BILL MOYERS: And yet we have this sense of — as in Saudi Arabia and other places — of repression and oppression, of people who are “different.”
AFAF MARSOT: That is our perception. They have the perception that we are equally oppressive vis it vis Arabs, vis it vis blacks, vis it vis American Indians.
BILL MOYERS: Do any of you have hope that these stereotypes, on both sides-that we can break through them? And, if so, how do we do it?

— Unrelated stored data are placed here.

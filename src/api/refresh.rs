//! Single-flight access token refresh.
//!
//! At most one refresh call is in flight. Callers arriving while one is
//! outstanding subscribe to its outcome instead of starting another. The
//! refresh itself runs on a spawned task, so a caller that gets cancelled
//! does not strand the others waiting on it.

use std::sync::{Arc, Mutex, MutexGuard, PoisonError};

use tokio::sync::watch;

use super::client::RawClient;
use super::tokens::TokenStore;
use super::types::{IssuedTokens, RefreshRequest};

/// Outcome of one refresh: the new access token, or `None` on failure.
type Outcome = Option<String>;

enum RefreshState {
    Idle,
    /// Receives `Some(outcome)` once the in-flight refresh settles.
    Refreshing(watch::Receiver<Option<Outcome>>),
}

enum Joined {
    Waiting(watch::Receiver<Option<Outcome>>),
    /// The token was rotated after the caller's request went out.
    Rotated(String),
}

#[derive(Clone)]
pub struct RefreshCoordinator {
    inner: Arc<Inner>,
}

struct Inner {
    raw: RawClient,
    tokens: Arc<TokenStore>,
    state: Mutex<RefreshState>,
}

impl RefreshCoordinator {
    pub fn new(raw: RawClient, tokens: Arc<TokenStore>) -> Self {
        Self {
            inner: Arc::new(Inner {
                raw,
                tokens,
                state: Mutex::new(RefreshState::Idle),
            }),
        }
    }

    /// Refresh the access token, joining any refresh already in flight.
    pub async fn refresh_tokens(&self) -> Option<String> {
        self.refresh_after(None).await
    }

    /// Refresh on behalf of a request rejected while carrying `stale`.
    ///
    /// If no refresh is running and the stored access token is already
    /// different from `stale`, a refresh settled after that request was sent;
    /// the current token is returned without another network call.
    pub async fn refresh_after(&self, stale: Option<&str>) -> Option<String> {
        let mut rx = match self.join_or_start(stale) {
            Joined::Waiting(rx) => rx,
            Joined::Rotated(current) => return Some(current),
        };

        let settled = rx
            .wait_for(Option::is_some)
            .await
            .map(|outcome| outcome.clone().flatten());
        settled.unwrap_or_else(|_| {
            log::warn!("Token refresh ended without an outcome");
            None
        })
    }

    /// Whether a refresh call is currently in flight.
    pub fn is_refreshing(&self) -> bool {
        matches!(*self.inner.lock_state(), RefreshState::Refreshing(ref rx) if rx.has_changed().is_ok())
    }

    fn join_or_start(&self, stale: Option<&str>) -> Joined {
        let mut state = self.inner.lock_state();

        if let RefreshState::Refreshing(ref rx) = *state {
            // A closed channel means the refresh task died; start over
            if rx.has_changed().is_ok() {
                log::debug!("Joining in-flight token refresh");
                return Joined::Waiting(rx.clone());
            }
        }

        if let (Some(stale), Some(current)) = (stale, self.inner.tokens.access_token()) {
            if stale != current {
                log::debug!("Access token already rotated, skipping refresh");
                return Joined::Rotated(current);
            }
        }

        let (tx, rx) = watch::channel(None);
        *state = RefreshState::Refreshing(rx.clone());
        drop(state);

        let inner = self.inner.clone();
        tokio::spawn(async move {
            let outcome = inner.perform().await;
            inner.settle(tx, outcome);
        });

        Joined::Waiting(rx)
    }
}

impl Inner {
    fn lock_state(&self) -> MutexGuard<'_, RefreshState> {
        self.state.lock().unwrap_or_else(PoisonError::into_inner)
    }

    /// Return to idle first so the next failure can start a new refresh,
    /// then publish the outcome to everyone waiting.
    fn settle(&self, tx: watch::Sender<Option<Outcome>>, outcome: Outcome) {
        *self.lock_state() = RefreshState::Idle;
        let _ = tx.send(Some(outcome));
    }

    async fn perform(&self) -> Outcome {
        let Some(refresh) = self.tokens.refresh_token() else {
            log::info!("No refresh token stored, session ended");
            self.tokens.clear_tokens();
            return None;
        };

        log::debug!("Refreshing access token");
        let request = RefreshRequest {
            refresh: Some(&refresh),
        };

        let resp = match self.raw.post("/api/auth/refresh-token/", &request).await {
            Ok(resp) => resp,
            Err(e) => {
                log::warn!("Token refresh failed: {}", e);
                self.tokens.clear_tokens();
                return None;
            }
        };

        let issued = IssuedTokens::from_body(&resp.body);
        let Some(access) = issued.access else {
            log::warn!("Token refresh response carried no access token");
            self.tokens.clear_tokens();
            return None;
        };

        // Keep the previous refresh token unless a rotated one was issued
        let refresh = issued.refresh.unwrap_or(refresh);
        self.tokens.set_tokens(&access, &refresh);
        log::info!("Access token refreshed");
        Some(access)
    }
}

#[cfg(test)]
mod tests {
    use super::*;
    use crate::api::client::{DEFAULT_CONNECT_TIMEOUT, DEFAULT_TIMEOUT};
    use crate::api::storage::MemoryStorage;
    use mockito::{Matcher, Server};
    use serde_json::json;
    use tokio::task::JoinSet;

    fn coordinator(url: &str) -> (RefreshCoordinator, Arc<TokenStore>) {
        let tokens = Arc::new(TokenStore::new(MemoryStorage::default()));
        let raw = RawClient::new(url, DEFAULT_TIMEOUT, DEFAULT_CONNECT_TIMEOUT);
        (RefreshCoordinator::new(raw, tokens.clone()), tokens)
    }

    #[tokio::test]
    async fn test_concurrent_callers_share_one_refresh() {
        let mut server = Server::new_async().await;
        let refresh_mock = server
            .mock("POST", "/api/auth/refresh-token/")
            .match_body(Matcher::Json(json!({"refresh": "R1"})))
            .with_status(200)
            .with_header("content-type", "application/json")
            .with_body(r#"{"message":"ok","data":{"access":"A2"}}"#)
            .expect(1)
            .create_async()
            .await;

        let (coordinator, tokens) = coordinator(&server.url());
        tokens.set_tokens("A1", "R1");

        let mut set = JoinSet::new();
        for _ in 0..8 {
            let coordinator = coordinator.clone();
            set.spawn(async move { coordinator.refresh_tokens().await });
        }

        let mut results = Vec::new();
        while let Some(result) = set.join_next().await {
            results.push(result.unwrap());
        }

        refresh_mock.assert_async().await;
        assert_eq!(results.len(), 8);
        assert!(results.iter().all(|r| r.as_deref() == Some("A2")));
        assert_eq!(tokens.access_token().as_deref(), Some("A2"));
        assert_eq!(tokens.refresh_token().as_deref(), Some("R1"));
        assert!(!coordinator.is_refreshing());
    }

    #[tokio::test]
    async fn test_rotated_refresh_token_is_stored() {
        let mut server = Server::new_async().await;
        let _mock = server
            .mock("POST", "/api/auth/refresh-token/")
            .with_status(200)
            .with_body(r#"{"access_token":"A2","refresh_token":"R2"}"#)
            .create_async()
            .await;

        let (coordinator, tokens) = coordinator(&server.url());
        tokens.set_tokens("A1", "R1");

        assert_eq!(coordinator.refresh_tokens().await.as_deref(), Some("A2"));
        assert_eq!(tokens.refresh_token().as_deref(), Some("R2"));
    }

    #[tokio::test]
    async fn test_missing_refresh_token_makes_no_call() {
        let mut server = Server::new_async().await;
        let refresh_mock = server
            .mock("POST", "/api/auth/refresh-token/")
            .expect(0)
            .create_async()
            .await;

        let (coordinator, tokens) = coordinator(&server.url());
        let events = Arc::new(Mutex::new(Vec::new()));
        let sink = events.clone();
        let _sub = tokens.subscribe(move |logged_in| sink.lock().unwrap().push(logged_in));

        assert_eq!(coordinator.refresh_tokens().await, None);
        refresh_mock.assert_async().await;
        assert_eq!(*events.lock().unwrap(), vec![false]);
    }

    #[tokio::test]
    async fn test_response_without_access_clears_tokens() {
        let mut server = Server::new_async().await;
        let _mock = server
            .mock("POST", "/api/auth/refresh-token/")
            .with_status(200)
            .with_body(r#"{"message":"ok","data":{}}"#)
            .create_async()
            .await;

        let (coordinator, tokens) = coordinator(&server.url());
        tokens.set_tokens("A1", "R1");

        assert_eq!(coordinator.refresh_tokens().await, None);
        assert_eq!(tokens.access_token(), None);
        assert_eq!(tokens.refresh_token(), None);
        assert!(!tokens.is_authenticated());
    }

    #[tokio::test]
    async fn test_rejected_refresh_clears_tokens() {
        let mut server = Server::new_async().await;
        let _mock = server
            .mock("POST", "/api/auth/refresh-token/")
            .with_status(401)
            .with_body(r#"{"message":"Token is blacklisted"}"#)
            .create_async()
            .await;

        let (coordinator, tokens) = coordinator(&server.url());
        tokens.set_tokens("A1", "R1");

        assert_eq!(coordinator.refresh_tokens().await, None);
        assert_eq!(tokens.access_token(), None);
    }

    #[tokio::test]
    async fn test_unreachable_server_clears_tokens() {
        // Port 9 (discard) on localhost is not expected to accept connections
        let (coordinator, tokens) = coordinator("http://127.0.0.1:9");
        tokens.set_tokens("A1", "R1");

        assert_eq!(coordinator.refresh_tokens().await, None);
        assert_eq!(tokens.refresh_token(), None);
    }

    #[tokio::test]
    async fn test_settled_refresh_allows_a_new_one() {
        let mut server = Server::new_async().await;
        let refresh_mock = server
            .mock("POST", "/api/auth/refresh-token/")
            .with_status(200)
            .with_body(r#"{"data":{"access":"A2"}}"#)
            .expect(2)
            .create_async()
            .await;

        let (coordinator, tokens) = coordinator(&server.url());
        tokens.set_tokens("A1", "R1");

        assert_eq!(coordinator.refresh_tokens().await.as_deref(), Some("A2"));
        assert_eq!(coordinator.refresh_tokens().await.as_deref(), Some("A2"));
        refresh_mock.assert_async().await;
    }

    #[tokio::test]
    async fn test_stale_credential_reuses_rotated_token() {
        let mut server = Server::new_async().await;
        let refresh_mock = server
            .mock("POST", "/api/auth/refresh-token/")
            .expect(0)
            .create_async()
            .await;

        let (coordinator, tokens) = coordinator(&server.url());
        tokens.set_tokens("A2", "R1");

        assert_eq!(coordinator.refresh_after(Some("A1")).await.as_deref(), Some("A2"));
        refresh_mock.assert_async().await;
    }
}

AFAF MARSOT: Educate people. Educate the rulers —
MICHAEL SULEIMAN: I think there’s more to it than education —
YVONNE HADDAD: No —
MICHAEL SULEIMAN: — if I might say so. I think politics has a great deal to do with it. There are two different hypothesis that are advanced about why the stereotypes [exist]. One, basically, says that the public is ignorant and once the public is educated, then the stereotypes are gone. The other hypothesis says, basically, that at least some aspects of the Arab world are not really friendly or [are] viewed as unfriendly to the United States and, therefore, in politics, you first decide who your enemy is and then you give them the image. If you view these people as enemies, then you say, “We’re going to give them a negative image.” Now, what is it, in Arabism and the Arab world, that perhaps is viewed as antagonistic toward the United States?

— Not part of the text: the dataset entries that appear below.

//! Account operations: login, logout, profile lookup, account deletion.

use serde_json::Value;

use super::client::ApiClient;
use super::error::ApiError;
use super::types::{envelope_data, IssuedTokens, LoginRequest, RefreshRequest, TokenPair, UserProfile};

/// Exchange email and password for a token pair and persist it.
///
/// POST /api/auth/login/ without an Authorization header.
pub async fn login(client: &ApiClient, email: &str, password: &str) -> Result<TokenPair, ApiError> {
    validate_credentials(email, password)?;
    let email = email.trim();

    let resp = client
        .raw()
        .post("/api/auth/login/", &LoginRequest { email, password })
        .await?;

    let issued = IssuedTokens::from_body(&resp.body);
    let (Some(access), Some(refresh)) = (issued.access, issued.refresh) else {
        return Err(ApiError::IncompleteCredentials);
    };

    client.tokens().set_tokens(&access, &refresh);
    log::info!("Login successful");
    Ok(TokenPair { access, refresh })
}

fn validate_credentials(email: &str, password: &str) -> Result<(), ApiError> {
    let email = email.trim();
    let valid_email = match email.split_once('@') {
        Some((local, domain)) => {
            !local.is_empty()
                && !domain.is_empty()
                && !domain.contains('@')
                && !email.chars().any(char::is_whitespace)
        }
        None => false,
    };
    if !valid_email {
        return Err(ApiError::Validation(
            "Please enter a valid email address".into(),
        ));
    }
    if password.is_empty() {
        return Err(ApiError::Validation("Password is required".into()));
    }
    Ok(())
}

/// Invalidate the session server-side (best-effort) and always clear local tokens.
///
/// POST /api/auth/logout/ {refresh}
pub async fn logout(client: &ApiClient) {
    let refresh = client.tokens().refresh_token();
    let body = RefreshRequest {
        refresh: refresh.as_deref(),
    };

    if let Err(e) = client.post("/api/auth/logout/", &body).await {
        log::warn!("Logout request failed (will continue local cleanup): {}", e);
    }

    client.tokens().clear_tokens();
    log::info!("Logout complete");
}

/// Fetch the current user's details.
///
/// GET /api/auth/user-details/. Returns the envelope's `data`, else the raw
/// body, else `None` for an empty response.
pub async fn current_user(client: &ApiClient) -> Result<Option<Value>, ApiError> {
    let resp = client.get("/api/auth/user-details/").await?;
    Ok(envelope_data(resp.body))
}

/// [`current_user`] decoded into a [`UserProfile`].
pub async fn current_profile(client: &ApiClient) -> Result<Option<UserProfile>, ApiError> {
    match current_user(client).await? {
        Some(data) => Ok(Some(serde_json::from_value(data)?)),
        None => Ok(None),
    }
}

/// Delete the student's account.
///
/// DELETE /api/auth/delete-user/{id}/. The id is `user_id` if given, else the
/// id claim of the stored access token. An explicit empty id is rejected. Tokens are cleared once the server
/// confirms the deletion.
pub async fn delete_account(client: &ApiClient, user_id: Option<&str>) -> Result<Option<Value>, ApiError> {
    let id = match user_id {
        Some("") => return Err(ApiError::MissingUserId),
        Some(id) => id.to_string(),
        None => client.tokens().user_id().ok_or(ApiError::MissingUserId)?,
    };

    let path = format!("/api/auth/delete-user/{}/", urlencoding::encode(&id));
    let resp = client.delete(&path).await?;

    log::info!("Account {} deleted", id);
    client.tokens().clear_tokens();
    Ok(envelope_data(resp.body))
}

/// Client-side session guard for pages that need a logged-in user.
///
/// Returns `false` and drops any stale tokens when the stored access token is
/// missing or expired.
pub fn ensure_session(client: &ApiClient) -> bool {
    if client.tokens().is_authenticated() {
        return true;
    }
    client.tokens().clear_tokens();
    false
}

/// Explicitly refresh the access token from the stored refresh token.
pub async fn refresh_session(client: &ApiClient) -> Result<String, ApiError> {
    if client.tokens().refresh_token().is_none() {
        return Err(ApiError::MissingRefreshToken);
    }
    client
        .refresher()
        .refresh_tokens()
        .await
        .ok_or_else(|| ApiError::Unauthorized {
            message: "Session expired; log in again".into(),
        })
}
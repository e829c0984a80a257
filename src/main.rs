mod commands;

use std::sync::Arc;

use clap::{Parser, Subcommand};

use student_portal::api::ApiClient;
use student_portal::config::{Config, StoreKind};

/// Command-line client for the student portal.
#[derive(Parser, Debug)]
#[command(name = "student-portal", version)]
struct Args {
    /// API base URL (overrides PORTAL_API_URL / API_URL)
    #[arg(long, global = true)]
    api_url: Option<String>,

    /// Token storage backend (overrides PORTAL_TOKEN_STORE)
    #[arg(long, value_enum, global = true)]
    store: Option<StoreKind>,

    #[command(subcommand)]
    command: Command,
}

#[derive(Subcommand, Debug)]
enum Command {
    /// Log in with email and password
    Login {
        #[arg(long)]
        email: String,
        /// Falls back to PORTAL_PASSWORD
        #[arg(long, env = "PORTAL_PASSWORD", hide_env_values = true)]
        password: String,
    },
    /// End the session on the server and locally
    Logout,
    /// Show the logged-in student's profile
    Whoami {
        /// Print the raw profile payload
        #[arg(long)]
        json: bool,
    },
    /// Show local session state
    Status,
    /// Exchange the refresh token for a new access token
    Refresh,
    /// Permanently delete the account
    DeleteAccount {
        /// Account id (defaults to the id in the access token)
        #[arg(long)]
        user_id: Option<String>,
        /// Confirm the deletion
        #[arg(long)]
        yes: bool,
    },
}

#[tokio::main]
async fn main() {
    // .env is optional; real environment variables win
    let _ = dotenvy::dotenv();

    env_logger::init();

    let args = Args::parse();
    if let Err(e) = run(args).await {
        eprintln!("Error: {}", e);
        std::process::exit(1);
    }
}

async fn run(args: Args) -> Result<(), String> {
    let mut config = Config::from_env().map_err(|e| e.to_string())?;
    if let Some(url) = args.api_url {
        config.api_base_url = url;
    }
    if let Some(store) = args.store {
        config.store = store;
    }
    log::debug!("API base URL: {}", config.api_base_url);

    let tokens = Arc::new(config.token_store().map_err(|e| e.to_string())?);
    let subscription = tokens.subscribe(|logged_in| {
        log::info!("Auth state changed: {}", if logged_in { "logged in" } else { "logged out" });
    });

    let client = ApiClient::with_timeouts(
        &config.api_base_url,
        tokens,
        config.timeout,
        config.connect_timeout,
    );

    let result = match args.command {
        Command::Login { email, password } => commands::login(&client, &email, &password).await,
        Command::Logout => commands::logout(&client).await,
        Command::Whoami { json } => commands::whoami(&client, json).await,
        Command::Status => commands::status(&client),
        Command::Refresh => commands::refresh(&client).await,
        Command::DeleteAccount { user_id, yes } => {
            commands::delete_account(&client, user_id, yes).await
        }
    };

    subscription.unsubscribe();
    result
}
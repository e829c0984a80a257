//! Error type shared by the HTTP pipeline and the account operations.

use reqwest::StatusCode;
use thiserror::Error;

#[derive(Debug, Error)]
pub enum ApiError {
    /// Input rejected before any network call.
    #[error("Invalid input: {0}")]
    Validation(String),

    /// Connection, TLS, timeout, or body read failure.
    #[error("Request failed: {0}")]
    Transport(#[from] reqwest::Error),

    /// 401 that survived the refresh-and-retry cycle.
    #[error("Not authorized: {message}")]
    Unauthorized { message: String },

    /// Any other non-2xx response.
    #[error("Request failed ({status}): {message}")]
    Status { status: StatusCode, message: String },

    #[error("Login did not return tokens")]
    IncompleteCredentials,

    #[error("Unable to determine user id for account deletion")]
    MissingUserId,

    #[error("No refresh token stored; log in again")]
    MissingRefreshToken,

    #[error("JSON error: {0}")]
    Json(#[from] serde_json::Error),
}

impl ApiError {
    pub fn is_unauthorized(&self) -> bool {
        matches!(self, ApiError::Unauthorized { .. })
    }

    /// Status code of a server-side failure, if there was a response.
    pub fn status(&self) -> Option<StatusCode> {
        match self {
            ApiError::Unauthorized { .. } => Some(StatusCode::UNAUTHORIZED),
            ApiError::Status { status, .. } => Some(*status),
            ApiError::Transport(e) => e.status(),
            _ => None,
        }
    }
}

I identify three elements that really answer this question. One is a certain brand of Arab nationalism that has been viewed as perhaps harmful to American interests in the area. The other is the question of Palestine and how to solve the Palestine problem without hurting American interests. And the third is a certain branch of Muslim Fundamentalism that is anti-establishment in certain areas where the establishment is pro-U.S. and that is revolutionary in wanting to change the regimes in the area — again, regimes that are friendly to the U.S. So, once we’ve identified these as really harmful, supposedly, to our interests, then we say, ”We’re going to look at these people negatively. ”
AFAF MARSOT: Wait. One of the things is that we lump all Fundamentalists in the same bag —
MICHAEL SULEIMAN: Yes.
YVONNE HADDAD: Uh-huh.
AFAF MARSOT: — and there are enormous varieties between the Fundamentalists. There are those who wish to work within the system and simply reform the corruption of the system and there are those — the extremists — who want to destroy the system and put something completely new in its place, and they haven’t quite decided what they want to put in its place. And in between, you have all the gamut, from those going to extreme left to extreme right.
YVONNE HADDAD: But more than that, what we have is a problem that, whenever we see a Muslim praying we think he’s Fundamentalist and a terrorist and we have really have-You know, the American people begin to identify with religion-the religion of Islam with terrorism. I had a student who came to my room and was terrified because somebody told him-asked him, “Do you pray?” and he said, “Sometimes.” And he said, “Don’t say that to so-andso, because he will kill you.”
BILL MOYERS: On that unhappy note, we are out of time. But thanks to you, Dr. Suleiman, Dr. Haddad, Dr. Marsot, for coming here and discussing these issues with us. In our final broadcast, we’ll do a summing up of the Arab world with one of the most versatile graduates of that world I’ve ever met. I’m Bill Moyers.
This transcript was entered on May 14, 2015.